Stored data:
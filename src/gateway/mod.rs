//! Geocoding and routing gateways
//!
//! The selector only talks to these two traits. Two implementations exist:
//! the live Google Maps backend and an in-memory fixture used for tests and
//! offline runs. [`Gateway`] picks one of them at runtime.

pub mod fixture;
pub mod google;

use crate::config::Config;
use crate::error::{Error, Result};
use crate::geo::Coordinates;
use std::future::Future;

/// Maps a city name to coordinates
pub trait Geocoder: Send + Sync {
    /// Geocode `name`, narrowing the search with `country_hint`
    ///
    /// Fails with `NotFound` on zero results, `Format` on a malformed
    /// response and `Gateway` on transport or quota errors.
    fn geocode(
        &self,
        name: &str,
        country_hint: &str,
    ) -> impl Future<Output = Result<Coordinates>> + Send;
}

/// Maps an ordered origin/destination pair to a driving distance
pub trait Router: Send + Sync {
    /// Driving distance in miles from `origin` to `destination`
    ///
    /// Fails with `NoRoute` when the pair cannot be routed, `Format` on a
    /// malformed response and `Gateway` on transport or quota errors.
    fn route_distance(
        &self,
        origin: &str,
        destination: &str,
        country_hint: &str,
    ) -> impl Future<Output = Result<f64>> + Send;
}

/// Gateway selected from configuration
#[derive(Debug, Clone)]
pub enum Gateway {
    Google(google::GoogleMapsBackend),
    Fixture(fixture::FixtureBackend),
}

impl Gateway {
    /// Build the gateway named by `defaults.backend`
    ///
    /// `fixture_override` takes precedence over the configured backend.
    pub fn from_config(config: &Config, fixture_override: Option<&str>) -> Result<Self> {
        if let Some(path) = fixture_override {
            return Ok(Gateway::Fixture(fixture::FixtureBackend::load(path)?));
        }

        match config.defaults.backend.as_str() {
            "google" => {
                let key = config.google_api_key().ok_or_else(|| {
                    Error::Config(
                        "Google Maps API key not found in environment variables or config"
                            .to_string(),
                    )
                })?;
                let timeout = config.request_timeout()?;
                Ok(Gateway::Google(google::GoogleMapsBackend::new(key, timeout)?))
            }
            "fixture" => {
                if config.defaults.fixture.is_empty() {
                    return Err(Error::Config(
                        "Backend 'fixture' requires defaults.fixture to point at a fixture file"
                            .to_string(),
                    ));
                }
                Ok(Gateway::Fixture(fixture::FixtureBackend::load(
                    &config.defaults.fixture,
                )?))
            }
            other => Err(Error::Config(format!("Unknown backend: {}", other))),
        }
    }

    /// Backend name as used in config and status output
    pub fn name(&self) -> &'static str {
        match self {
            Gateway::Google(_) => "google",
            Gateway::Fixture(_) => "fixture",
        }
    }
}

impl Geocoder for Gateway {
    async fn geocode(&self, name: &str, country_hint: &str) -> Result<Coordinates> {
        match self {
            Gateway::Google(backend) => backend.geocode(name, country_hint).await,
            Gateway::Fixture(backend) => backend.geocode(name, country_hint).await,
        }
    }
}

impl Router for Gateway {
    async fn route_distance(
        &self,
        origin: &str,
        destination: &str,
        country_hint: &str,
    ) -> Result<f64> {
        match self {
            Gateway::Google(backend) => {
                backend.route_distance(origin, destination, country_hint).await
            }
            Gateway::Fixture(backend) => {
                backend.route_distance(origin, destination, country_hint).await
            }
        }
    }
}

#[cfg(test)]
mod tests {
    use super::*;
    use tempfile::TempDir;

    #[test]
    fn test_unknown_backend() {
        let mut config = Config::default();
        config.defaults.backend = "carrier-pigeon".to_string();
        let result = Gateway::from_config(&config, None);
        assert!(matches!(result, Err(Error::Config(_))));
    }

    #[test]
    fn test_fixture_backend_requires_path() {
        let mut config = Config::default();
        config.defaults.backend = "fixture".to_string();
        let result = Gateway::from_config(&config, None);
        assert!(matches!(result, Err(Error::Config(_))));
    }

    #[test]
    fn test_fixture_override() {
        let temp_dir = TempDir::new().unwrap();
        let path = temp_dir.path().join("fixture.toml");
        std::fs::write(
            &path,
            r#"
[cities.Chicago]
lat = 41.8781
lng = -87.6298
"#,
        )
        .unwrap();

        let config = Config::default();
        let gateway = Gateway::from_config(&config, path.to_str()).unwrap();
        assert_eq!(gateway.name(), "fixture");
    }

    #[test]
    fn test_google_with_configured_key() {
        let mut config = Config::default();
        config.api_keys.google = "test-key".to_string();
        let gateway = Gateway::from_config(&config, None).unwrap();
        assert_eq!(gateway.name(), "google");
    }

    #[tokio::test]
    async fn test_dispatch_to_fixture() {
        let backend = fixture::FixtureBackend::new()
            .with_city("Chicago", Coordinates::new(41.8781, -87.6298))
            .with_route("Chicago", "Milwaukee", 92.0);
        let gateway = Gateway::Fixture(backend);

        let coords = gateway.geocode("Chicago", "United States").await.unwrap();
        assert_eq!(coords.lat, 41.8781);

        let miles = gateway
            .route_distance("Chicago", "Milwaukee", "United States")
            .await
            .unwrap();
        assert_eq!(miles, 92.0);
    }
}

Prompt:
Retype every record above exactly as it appears.

Result:
filename src/gateway/mod.rs
//! Geocoding and routing gateways
//!
//! The selector only talks to these two traits. Two implementations exist:
//! the live Google Maps backend and an in-memory fixture used for tests and
//! offline runs. [`Gateway`] picks one of them at runtime.

pub mod fixture;
pub mod google;

use crate::config::Config;
use crate::error::{Error, Result};
use crate::geo::Coordinates;
use std::future::Future;

/// Maps a city name to coordinates
pub trait Geocoder: Send + Sync {
    /// Geocode `name`, narrowing the search with `country_hint`
    ///
    /// Fails with `NotFound` on zero results, `Format` on a malformed
    /// response and `Gateway` on transport or quota errors.
    fn geocode(
        &self,
        name: &str,
        country_hint: &str,
    ) -> impl Future<Output = Result<Coordinates>> + Send;
}

/// Maps an ordered origin/destination pair to a driving distance
pub trait Router: Send + Sync {
    /// Driving distance in miles from `origin` to `destination`
    ///
    /// Fails with `NoRoute` when the pair cannot be routed, `Format` on a
    /// malformed response and `Gateway` on transport or quota errors.
    fn route_distance(
        &self,
        origin: &str,
        destination: &str,
        country_hint: &str,
    ) -> impl Future<Output = Result<f64>> + Send;
}

/// Gateway selected from configuration
#[derive(Debug, Clone)]
pub enum Gateway {
    Google(google::GoogleMapsBackend),
    Fixture(fixture::FixtureBackend),
}

impl Gateway {
    /// Build the gateway named by `defaults.backend`
    ///
    /// `fixture_override` takes precedence over the configured backend.
    pub fn from_config(config: &Config, fixture_override: Option<&str>) -> Result<Self> {
        if let Some(path) = fixture_override {
            return Ok(Gateway::Fixture(fixture::FixtureBackend::load(path)?));
        }

        match config.defaults.backend.as_str() {
            "google" => {
                let key = config.google_api_key().ok_or_else(|| {
                    Error::Config(
                        "Google Maps API key not found in environment variables or config"
                            .to_string(),
                    )
                })?;
                let timeout = config.request_timeout()?;
                Ok(Gateway::Google(google::GoogleMapsBackend::new(key, timeout)?))
            }
            "fixture" => {
                if config.defaults.fixture.is_empty() {
                    return Err(Error::Config(
                        "Backend 'fixture' requires defaults.fixture to point at a fixture file"
                            .to_string(),
                    ));
                }
                Ok(Gateway::Fixture(fixture::FixtureBackend::load(
                    &config.defaults.fixture,
                )?))
            }
            other => Err(Error::Config(format!("Unknown backend: {}", other))),
        }
    }

    /// Backend name as used in config and status output
    pub fn name(&self) -> &'static str {
        match self {
            Gateway::Google(_) => "google",
            Gateway::Fixture(_) => "fixture",
        }
    }
}

impl Geocoder for Gateway {
    async fn geocode(&self, name: &str, country_hint: &str) -> Result<Coordinates> {
        match self {
            Gateway::Google(backend) => backend.geocode(name, country_hint).await,
            Gateway::Fixture(backend) => backend.geocode(name, country_hint).await,
        }
    }
}

impl Router for Gateway {
    async fn route_distance(
        &self,
        origin: &str,
        destination: &str,
        country_hint: &str,
    ) -> Result<f64> {
        match self {
            Gateway::Google(backend) => {
                backend.route_distance(origin, destination, country_hint).await
            }
            Gateway::Fixture(backend) => {
                backend.route_distance(origin, destination, country_hint).await
            }
        }
    }
}

#[cfg(test)]
mod tests {
    use super::*;
    use tempfile::TempDir;

    #[test]
    fn test_unknown_backend() {
        let mut config = Config::default();
        config.defaults.backend = "carrier-pigeon".to_string();
        let result = Gateway::from_config(&config, None);
        assert!(matches!(result, Err(Error::Config(_))));
    }

    #[test]
    fn test_fixture_backend_requires_path() {
        let mut config = Config::default();
        config.defaults.backend = "fixture".to_string();
        let result = Gateway::from_config(&config, None);
        assert!(matches!(result, Err(Error::Config(_))));
    }

    #[test]
    fn test_fixture_override() {
        let temp_dir = TempDir::new().unwrap();
        let path = temp_dir.path().join("fixture.toml");
        std::fs::write(
            &path,
            r#"
[cities.Chicago]
lat = 41.8781
lng = -87.6298
"#,
        )
        .unwrap();

        let config = Config::default();
        let gateway = Gateway::from_config(&config, path.to_str()).unwrap();
        assert_eq!(gateway.name(), "fixture");
    }

    #[test]
    fn test_google_with_configured_key() {
        let mut config = Config::default();
        config.api_keys.google = "test-key".to_string();
        let gateway = Gateway::from_config(&config, None).unwrap();
        assert_eq!(gateway.name(), "google");
    }

    #[tokio::test]
    async fn test_dispatch_to_fixture() {
        let backend = fixture::FixtureBackend::new()
            .with_city("Chicago", Coordinates::new(41.8781, -87.6298))
            .with_route("Chicago", "Milwaukee", 92.0);
        let gateway = Gateway::Fixture(backend);

        let coords = gateway.geocode("Chicago", "United States").await.unwrap();
        assert_eq!(coords.lat, 41.8781);

        let miles = gateway
            .route_distance("Chicago", "Milwaukee", "United States")
            .await
            .unwrap();
        assert_eq!(miles, 92.0);
    }
}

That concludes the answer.